Even among Huguenots there were believers who experienced charismatic phenomenon, which took place especially in Southern-France in the Sevennes Mountains where a large number of Huguenots had taken refugee as King Ludwig XIV abolished the edict of Nantes, which had guaranteed religious freedom for the Huguenots for almost one hundred years since 1685. They were known also by the name Camisards, in English religious literature they were known as The French Prophets. The Huguenots experience speaking in tongues, supernatural visions, prophetic messages and other supernatural phenomena.

Extraordinary phenomena happened when even small children prophesied using perfect and fluent French although it was not their mother tongue, adult believers experienced similar phenomenon. A certain woman, who was regarded almost idiotic, preached under the power of the Holy Spirit with such good French that her listeners said: “This ass of Balaam has mouth of gold.”[1]

Quakers

This group emerged in England at about 1650. They called themselves The Friends, but their adversaries, ridiculing them, called them the Quakers (tremblers). The founder of the movement was George Fox (1624 – 1691). The Quakers objected to war and refused to carry arms, they also refused to swearing an oath. Whereas the state church relied on outward ritual and ceremony to rule the people, Fox emphasized response to the indwelling Christ of Scripture. He preached against a professional, salaried ministry and he proclaimed the equality of all people. For these reasons Quakers were persecuted severely, at one point about fifteen thousand of them were held in English prisons.
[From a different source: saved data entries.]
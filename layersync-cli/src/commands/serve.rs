//! `layersync serve`: loopback host over stdio.
//!
//! Every client lives against an in-memory document and stream store, so
//! nothing is persisted; the command is meant for exercising the host
//! protocol end to end.

use std::sync::Arc;

use anyhow::{Context, Result};
use clap::Args;

use layersync_core::MemoryDocument;
use layersync_display::NullRenderer;
use layersync_runtime::start_blocking;
use layersync_sync::{EngineContext, JsonConverter, MemoryStreamService, ObjectCache, TracingNotifier};

#[derive(Args, Debug)]
pub struct ServeArgs {
    /// Name of the in-memory document.
    #[arg(long, default_value = "untitled")]
    pub document: String,
}

impl ServeArgs {
    pub fn run(self) -> Result<()> {
        let home = super::home()?;
        let config = super::load_config(&home)?;
        let document = Arc::new(MemoryDocument::new(self.document));
        let ctx = EngineContext {
            document: document.clone(),
            remote: Arc::new(MemoryStreamService::new()),
            converter: Arc::new(JsonConverter),
            notifier: Arc::new(TracingNotifier),
            renderer: Arc::new(NullRenderer),
            cache: ObjectCache::new(),
            config,
        };
        start_blocking(ctx, document, None).context("runtime exited with error")
    }
}
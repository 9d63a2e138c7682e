//! Collaborators shared by every engine.

use std::sync::{Arc, Mutex, MutexGuard, PoisonError};

use serde_json::Value;

use layersync_core::document::Document;
use layersync_core::types::StreamId;
use layersync_core::SyncConfig;
use layersync_display::SceneRenderer;

use crate::cache::ObjectCache;
use crate::convert::GeometryConverter;
use crate::notify::{Notification, NotificationKind, Notifier};
use crate::remote::RemoteStreamService;

/// Everything an engine talks to, injected at construction.
#[derive(Clone)]
pub struct EngineContext {
    pub document: Arc<dyn Document>,
    pub remote: Arc<dyn RemoteStreamService>,
    pub converter: Arc<dyn GeometryConverter>,
    pub notifier: Arc<dyn Notifier>,
    pub renderer: Arc<dyn SceneRenderer>,
    pub cache: ObjectCache,
    pub config: SyncConfig,
}

impl EngineContext {
    pub(crate) fn notify(&self, kind: NotificationKind, stream_id: &StreamId, payload: Value) {
        self.notifier
            .notify(Notification::new(kind, stream_id.clone(), payload));
    }

    pub(crate) fn progress(&self, stream_id: &StreamId, message: impl Into<String>) {
        self.notify(
            NotificationKind::ClientProgressMessage,
            stream_id,
            serde_json::json!({ "message": message.into() }),
        );
    }
}

pub(crate) fn lock<T>(mutex: &Mutex<T>) -> MutexGuard<'_, T> {
    mutex.lock().unwrap_or_else(PoisonError::into_inner)
}
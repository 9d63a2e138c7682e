//! Content-addressable object cache shared by every client in the process.
//!
//! Two append-only indexes live behind one lock:
//! - `hash -> CacheEntry`, filled by senders after a successful cycle and
//!   used to substitute placeholders for content the store already holds;
//! - `remote id -> PortableObject`, filled by receiver fetches (and by
//!   senders with what they uploaded) so unchanged objects are never pulled
//!   twice.
//!
//! There is no eviction. A hash keeps the first remote id it was seen with.

use std::collections::{HashMap, HashSet};
use std::sync::{Arc, PoisonError, RwLock, RwLockReadGuard, RwLockWriteGuard};

use layersync_core::types::{ContentHash, ObjectRef, PortableObject, RemoteId};

/// Where a hash was uploaded to.
#[derive(Debug, Clone, PartialEq, Eq)]
pub struct CacheEntry {
    pub remote_id: RemoteId,
    pub application_id: Option<String>,
}

#[derive(Debug, Clone, Copy, PartialEq, Eq, Default)]
pub struct CacheStats {
    pub hashes: usize,
    pub objects: usize,
}

#[derive(Debug, Default)]
struct CacheState {
    by_hash: HashMap<ContentHash, CacheEntry>,
    by_remote_id: HashMap<RemoteId, PortableObject>,
}

/// Cheap-to-clone handle to the shared cache.
#[derive(Debug, Clone, Default)]
pub struct ObjectCache {
    inner: Arc<RwLock<CacheState>>,
}

impl ObjectCache {
    pub fn new() -> Self {
        Self::default()
    }

    fn read(&self) -> RwLockReadGuard<'_, CacheState> {
        self.inner.read().unwrap_or_else(PoisonError::into_inner)
    }

    fn write(&self) -> RwLockWriteGuard<'_, CacheState> {
        self.inner.write().unwrap_or_else(PoisonError::into_inner)
    }

    pub fn lookup(&self, hash: &ContentHash) -> Option<CacheEntry> {
        self.read().by_hash.get(hash).cloned()
    }

    /// Record an uploaded hash. Returns the entry that is now authoritative,
    /// which is the earlier one when the hash was already known.
    pub fn insert(&self, hash: ContentHash, entry: CacheEntry) -> CacheEntry {
        self.write().by_hash.entry(hash).or_insert(entry).clone()
    }

    pub fn lookup_object(&self, remote_id: &RemoteId) -> Option<PortableObject> {
        self.read().by_remote_id.get(remote_id).cloned()
    }

    pub fn contains_object(&self, remote_id: &RemoteId) -> bool {
        self.read().by_remote_id.contains_key(remote_id)
    }

    /// Store a full object under its remote id. Placeholders are not stored
    /// since they carry no geometry.
    pub fn insert_object(&self, remote_id: RemoteId, object: PortableObject) -> bool {
        if object.is_placeholder() {
            return false;
        }
        let mut state = self.write();
        if state.by_remote_id.contains_key(&remote_id) {
            return false;
        }
        state.by_remote_id.insert(remote_id, object);
        true
    }

    /// Remote ids referenced by `refs` that are not cached, first-seen order,
    /// without duplicates.
    pub fn missing_objects(&self, refs: &[ObjectRef]) -> Vec<RemoteId> {
        let state = self.read();
        let mut seen = HashSet::new();
        refs.iter()
            .filter(|r| !state.by_remote_id.contains_key(&r.remote_id))
            .filter(|r| seen.insert(r.remote_id.clone()))
            .map(|r| r.remote_id.clone())
            .collect()
    }

    pub fn stats(&self) -> CacheStats {
        let state = self.read();
        CacheStats {
            hashes: state.by_hash.len(),
            objects: state.by_remote_id.len(),
        }
    }
}
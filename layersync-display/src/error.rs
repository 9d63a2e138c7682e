//! Error types for layersync-display.

use std::ops::Range;

use thiserror::Error;

/// All errors that can arise from display-list operations.
#[derive(Debug, Error, Clone, PartialEq, Eq)]
pub enum DisplayError {
    /// A layer range reaches past the end of the display list.
    #[error("range {start}..{end} is outside the display list of {len} items", start = range.start, end = range.end)]
    RangeOutOfBounds { range: Range<usize>, len: usize },

    /// An item index past the end of the display list.
    #[error("display item #{index} does not exist (list has {len} items)")]
    ItemOutOfBounds { index: usize, len: usize },
}
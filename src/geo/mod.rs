//! Geographic primitives for the map.
//!
//! This module provides coordinate types, the pure geometry used for
//! boundary checks and distances, the service-area polygon model and the
//! screen projection used by the canvas engine.

mod coord;
pub mod geometry;
mod polygon;
mod projection;

pub use coord::{round_to, Coordinate, ScreenPoint, ScreenSize};
pub use geometry::{
    bearing, compass_direction, distance, distance_to_path, format_distance, path_length,
    point_in_polygon,
};
pub use polygon::BoundaryPolygon;
pub use projection::MapProjection;
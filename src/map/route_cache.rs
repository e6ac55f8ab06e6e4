//! Road-following paths for krawl trails.
//!
//! [`RouteCache`] memoizes routing results per waypoint list and travel
//! profile. Entries expire lazily after a TTL, the table is bounded with LRU
//! eviction, and concurrent lookups of the same key share one request.

use super::types::TravelProfile;
use crate::clock::{Clock, UnixMillis};
use crate::config::RouteCacheConfig;
use crate::error::FetchError;
use crate::geo::{path_length, Coordinate};
use futures_util::future::{FutureExt, LocalBoxFuture, Shared};
use lru::LruCache;
use std::cell::RefCell;
use std::collections::HashMap;
use std::fmt::Write as _;
use std::future::Future;
use std::num::NonZeroUsize;
use std::rc::Rc;
use xxhash_rust::xxh64::xxh64;

/// Stable hash of a rounded waypoint list and profile.
#[derive(Debug, Clone, Copy, PartialEq, Eq, Hash)]
pub struct RouteKey(u64);

impl RouteKey {
    pub fn new(waypoints: &[Coordinate], profile: TravelProfile, precision: u32) -> Self {
        let p = precision as usize;
        let mut canonical = String::with_capacity(waypoints.len() * 24 + 8);
        canonical.push_str(profile.as_str());
        canonical.push(':');
        for (i, c) in waypoints.iter().enumerate() {
            if i > 0 {
                canonical.push('|');
            }
            let r = c.rounded(precision);
            // Adding 0.0 folds -0.0 into 0.0 so both hash alike.
            let _ = write!(canonical, "{:.p$},{:.p$}", r.lon + 0.0, r.lat + 0.0, p = p);
        }
        Self(xxh64(canonical.as_bytes(), 0))
    }
}

/// A cached value with its insertion time and lifetime.
#[derive(Debug, Clone)]
pub struct CacheEntry<T> {
    pub key: RouteKey,
    pub value: T,
    pub inserted_at: UnixMillis,
    pub ttl_ms: u64,
}

impl<T> CacheEntry<T> {
    pub fn is_expired(&self, now: UnixMillis) -> bool {
        now.millis_since(self.inserted_at) >= self.ttl_ms
    }
}

/// What a routing service returns for one request.
#[derive(Debug, Clone, PartialEq)]
pub struct RouteResponse {
    pub path: Vec<Coordinate>,
    pub distance_m: Option<f64>,
    pub duration_s: Option<f64>,
    /// Legs the service could not route, drawn as straight segments.
    pub unrouted_legs: usize,
}

/// A routing service: ordered waypoints and a profile in, a path out.
pub trait RouteProvider {
    fn route(
        &self,
        waypoints: &[Coordinate],
        profile: TravelProfile,
    ) -> impl Future<Output = Result<RouteResponse, FetchError>>;
}

impl<P: RouteProvider + ?Sized> RouteProvider for Rc<P> {
    fn route(
        &self,
        waypoints: &[Coordinate],
        profile: TravelProfile,
    ) -> impl Future<Output = Result<RouteResponse, FetchError>> {
        (**self).route(waypoints, profile)
    }
}

/// A resolved road-following path for a waypoint list.
#[derive(Debug, Clone, PartialEq)]
pub struct TrailRoute {
    pub waypoints: Vec<Coordinate>,
    pub profile: TravelProfile,
    pub path: Vec<Coordinate>,
    pub cache_key: RouteKey,
    pub fetched_at: UnixMillis,
    pub distance_m: Option<f64>,
    pub duration_s: Option<f64>,
    pub unrouted_legs: usize,
}

/// A drawable trail: routed when the service answered, straight otherwise.
#[derive(Debug, Clone, PartialEq)]
pub struct ResolvedTrail {
    pub path: Vec<Coordinate>,
    /// False when any part of the path is a straight-line fallback.
    pub routed: bool,
    /// Straight legs inside an otherwise routed path.
    pub unrouted_legs: usize,
    pub distance_m: f64,
    pub duration_s: Option<f64>,
}

/// Straight segments between the valid waypoints, in order.
pub fn straight_line(waypoints: &[Coordinate]) -> Vec<Coordinate> {
    waypoints.iter().copied().filter(|c| c.is_valid()).collect()
}

/// Lookup counters, mostly for the status line and tests.
#[derive(Debug, Clone, Copy, Default, PartialEq, Eq)]
pub struct RouteCacheStats {
    pub hits: u64,
    pub misses: u64,
    pub coalesced: u64,
    pub evictions: u64,
}

type InFlightRoute = Shared<LocalBoxFuture<'static, Option<Rc<TrailRoute>>>>;

struct CacheState {
    entries: LruCache<RouteKey, CacheEntry<Rc<TrailRoute>>>,
    in_flight: HashMap<RouteKey, InFlightRoute>,
    stats: RouteCacheStats,
}

impl CacheState {
    fn new(capacity: usize) -> Self {
        let capacity = NonZeroUsize::new(capacity).unwrap_or(NonZeroUsize::MIN);
        Self {
            entries: LruCache::new(capacity),
            in_flight: HashMap::new(),
            stats: RouteCacheStats::default(),
        }
    }

    /// Inserts `route`, first dropping expired entries. The least recently
    /// used entry makes room when the table is still full.
    fn insert(&mut self, route: Rc<TrailRoute>, now: UnixMillis, config: &RouteCacheConfig) {
        let key = route.cache_key;
        if !self.entries.contains(&key) {
            let expired: Vec<RouteKey> = self
                .entries
                .iter()
                .filter(|(_, e)| e.is_expired(now))
                .map(|(k, _)| *k)
                .collect();
            for old in expired {
                self.entries.pop(&old);
            }
        }
        let entry = CacheEntry {
            key,
            value: route,
            inserted_at: now,
            ttl_ms: config.ttl_ms,
        };
        if let Some((old, _)) = self.entries.push(key, entry) {
            if old != key {
                self.stats.evictions += 1;
                log::debug!("Route cache evicted {:016x}", old.0);
            }
        }
    }
}

/// Memoizing, request-coalescing front for a [`RouteProvider`].
pub struct RouteCache<P, C> {
    provider: Rc<P>,
    clock: C,
    config: RouteCacheConfig,
    state: Rc<RefCell<CacheState>>,
}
Charismatic phenomena were common amongst the early Quakers. Fox wrote about several supernatural healings and other miracles in his diary, for instance, his friend John Bank’s right hand was healed miraculously. He felt severe pain from his shoulder to hand so that he was not able to use his arm at all. He had sought help from medical doctors but in vain. When all hope had gone, he had a dream where he had asked Fox to lay his hand on his shoulder and pray for healing. He told Fox his dream and Fox laid his hand on his shoulder and said simply: “The Lord strengthens you both inward and outward.” In the evening as he was having supper with Fox he noticed that he could use his arm and hand properly.[2]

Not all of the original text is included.